Work item: Repeat all the records, precisely as given.

Data:
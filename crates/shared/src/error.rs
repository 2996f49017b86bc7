//! Error taxonomy shared by every stage of a resolution.

use serde::{Deserialize, Serialize};

/// Result alias used across the resolver libraries.
pub type Result<T> = std::result::Result<T, ResolveError>;

/// Coarse classification of a [`ResolveError`].
#[derive(Debug, Clone, Copy, PartialEq, Eq, Hash, Serialize, Deserialize)]
#[serde(rename_all = "snake_case")]
pub enum ErrorKind {
    NotFound,
    Upstream,
    Configuration,
}

impl std::fmt::Display for ErrorKind {
    fn fmt(&self, f: &mut std::fmt::Formatter<'_>) -> std::fmt::Result {
        match self {
            ErrorKind::NotFound => write!(f, "not_found"),
            ErrorKind::Upstream => write!(f, "upstream"),
            ErrorKind::Configuration => write!(f, "configuration"),
        }
    }
}

#[derive(Debug, thiserror::Error)]
pub enum ResolveError {
    /// The title, search result, episode or playable server could not be located.
    #[error("not found: {0}")]
    NotFound(String),

    /// A dependency answered with garbage, a non-success status, or not at all.
    #[error("upstream failure: {message}")]
    Upstream {
        message: String,
        #[source]
        source: Option<reqwest::Error>,
    },

    /// An unknown or disabled source was requested, or the registry is inconsistent.
    #[error("configuration error: {0}")]
    Configuration(String),
}

impl ResolveError {
    pub fn not_found(message: impl Into<String>) -> Self {
        ResolveError::NotFound(message.into())
    }

    pub fn upstream(message: impl Into<String>) -> Self {
        ResolveError::Upstream {
            message: message.into(),
            source: None,
        }
    }

    /// Wrap a transport error, keeping it as the error source.
    pub fn http(context: impl std::fmt::Display, err: reqwest::Error) -> Self {
        let message = if err.is_timeout() {
            format!("{}: timed out", context)
        } else {
            format!("{}: {}", context, err)
        };
        ResolveError::Upstream {
            message,
            source: Some(err),
        }
    }

    pub fn configuration(message: impl Into<String>) -> Self {
        ResolveError::Configuration(message.into())
    }

    pub fn kind(&self) -> ErrorKind {
        match self {
            ResolveError::NotFound(_) => ErrorKind::NotFound,
            ResolveError::Upstream { .. } => ErrorKind::Upstream,
            ResolveError::Configuration(_) => ErrorKind::Configuration,
        }
    }

    pub fn is_not_found(&self) -> bool {
        self.kind() == ErrorKind::NotFound
    }

    /// Prefix the message with a label (usually a source id), keeping the kind.
    pub fn labelled(self, label: &str) -> Self {
        match self {
            ResolveError::NotFound(msg) => ResolveError::NotFound(format!("{}: {}", label, msg)),
            ResolveError::Upstream { message, source } => ResolveError::Upstream {
                message: format!("{}: {}", label, message),
                source,
            },
            ResolveError::Configuration(msg) => {
                ResolveError::Configuration(format!("{}: {}", label, msg))
            }
        }
    }

    /// Message without the kind prefix added by `Display`.
    pub fn message(&self) -> &str {
        match self {
            ResolveError::NotFound(msg) | ResolveError::Configuration(msg) => msg,
            ResolveError::Upstream { message, .. } => message,
        }
    }
}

Exercise result:
filename crates/shared/src/error.rs
repository 2996f49017b86bc7
//! Error taxonomy shared by every stage of a resolution.

use serde::{Deserialize, Serialize};

/// Result alias used across the resolver libraries.
pub type Result<T> = std::result::Result<T, ResolveError>;

/// Coarse classification of a [`ResolveError`].
#[derive(Debug, Clone, Copy, PartialEq, Eq, Hash, Serialize, Deserialize)]
#[serde(rename_all = "snake_case")]
pub enum ErrorKind {
    NotFound,
    Upstream,
    Configuration,
}

impl std::fmt::Display for ErrorKind {
    fn fmt(&self, f: &mut std::fmt::Formatter<'_>) -> std::fmt::Result {
        match self {
            ErrorKind::NotFound => write!(f, "not_found"),
            ErrorKind::Upstream => write!(f, "upstream"),
            ErrorKind::Configuration => write!(f, "configuration"),
        }
    }
}

#[derive(Debug, thiserror::Error)]
pub enum ResolveError {
    /// The title, search result, episode or playable server could not be located.
    #[error("not found: {0}")]
    NotFound(String),

    /// A dependency answered with garbage, a non-success status, or not at all.
    #[error("upstream failure: {message}")]
    Upstream {
        message: String,
        #[source]
        source: Option<reqwest::Error>,
    },

    /// An unknown or disabled source was requested, or the registry is inconsistent.
    #[error("configuration error: {0}")]
    Configuration(String),
}

impl ResolveError {
    pub fn not_found(message: impl Into<String>) -> Self {
        ResolveError::NotFound(message.into())
    }

    pub fn upstream(message: impl Into<String>) -> Self {
        ResolveError::Upstream {
            message: message.into(),
            source: None,
        }
    }

    /// Wrap a transport error, keeping it as the error source.
    pub fn http(context: impl std::fmt::Display, err: reqwest::Error) -> Self {
        let message = if err.is_timeout() {
            format!("{}: timed out", context)
        } else {
            format!("{}: {}", context, err)
        };
        ResolveError::Upstream {
            message,
            source: Some(err),
        }
    }

    pub fn configuration(message: impl Into<String>) -> Self {
        ResolveError::Configuration(message.into())
    }

    pub fn kind(&self) -> ErrorKind {
        match self {
            ResolveError::NotFound(_) => ErrorKind::NotFound,
            ResolveError::Upstream { .. } => ErrorKind::Upstream,
            ResolveError::Configuration(_) => ErrorKind::Configuration,
        }
    }

    pub fn is_not_found(&self) -> bool {
        self.kind() == ErrorKind::NotFound
    }

    /// Prefix the message with a label (usually a source id), keeping the kind.
    pub fn labelled(self, label: &str) -> Self {
        match self {
            ResolveError::NotFound(msg) => ResolveError::NotFound(format!("{}: {}", label, msg)),
            ResolveError::Upstream { message, source } => ResolveError::Upstream {
                message: format!("{}: {}", label, message),
                source,
            },
            ResolveError::Configuration(msg) => {
                ResolveError::Configuration(format!("{}: {}", label, msg))
            }
        }
    }

    /// Message without the kind prefix added by `Display`.
    pub fn message(&self) -> &str {
        match self {
            ResolveError::NotFound(msg) | ResolveError::Configuration(msg) => msg,
            ResolveError::Upstream { message, .. } => message,
        }
    }
}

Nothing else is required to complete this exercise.